DATA SHOWN START
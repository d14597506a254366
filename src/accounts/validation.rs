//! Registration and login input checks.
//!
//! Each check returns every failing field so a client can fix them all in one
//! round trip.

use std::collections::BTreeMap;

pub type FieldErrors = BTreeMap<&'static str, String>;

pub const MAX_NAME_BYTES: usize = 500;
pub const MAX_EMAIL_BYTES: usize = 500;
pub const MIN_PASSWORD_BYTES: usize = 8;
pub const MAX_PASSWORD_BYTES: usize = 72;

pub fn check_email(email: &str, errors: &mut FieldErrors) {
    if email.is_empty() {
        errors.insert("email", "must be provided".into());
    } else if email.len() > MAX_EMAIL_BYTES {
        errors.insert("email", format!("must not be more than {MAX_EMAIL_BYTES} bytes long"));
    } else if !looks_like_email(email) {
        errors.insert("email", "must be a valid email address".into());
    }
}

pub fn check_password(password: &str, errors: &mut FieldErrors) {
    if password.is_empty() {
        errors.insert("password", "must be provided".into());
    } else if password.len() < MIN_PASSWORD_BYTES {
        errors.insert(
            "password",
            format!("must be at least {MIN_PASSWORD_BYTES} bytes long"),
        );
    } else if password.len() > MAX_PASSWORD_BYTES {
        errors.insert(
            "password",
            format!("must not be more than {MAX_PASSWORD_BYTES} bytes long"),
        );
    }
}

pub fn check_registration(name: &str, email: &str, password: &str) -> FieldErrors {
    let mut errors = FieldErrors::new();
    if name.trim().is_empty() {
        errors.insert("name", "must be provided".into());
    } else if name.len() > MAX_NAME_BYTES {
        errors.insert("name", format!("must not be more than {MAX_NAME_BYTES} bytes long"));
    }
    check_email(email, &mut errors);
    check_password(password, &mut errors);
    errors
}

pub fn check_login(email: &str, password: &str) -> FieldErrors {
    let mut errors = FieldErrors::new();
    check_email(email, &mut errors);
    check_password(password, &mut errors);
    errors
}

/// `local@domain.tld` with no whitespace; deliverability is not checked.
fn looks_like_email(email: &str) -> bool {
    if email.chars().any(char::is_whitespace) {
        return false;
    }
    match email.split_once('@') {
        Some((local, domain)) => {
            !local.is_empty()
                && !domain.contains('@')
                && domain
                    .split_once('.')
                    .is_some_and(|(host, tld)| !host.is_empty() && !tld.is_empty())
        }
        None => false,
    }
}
DATA SHOWN END
Check each line above for the string "into" and copy those that have it.

        errors.insert("email", "must be provided".into());
        errors.insert("email", "must be a valid email address".into());
        errors.insert("password", "must be provided".into());
        errors.insert("name", "must be provided".into());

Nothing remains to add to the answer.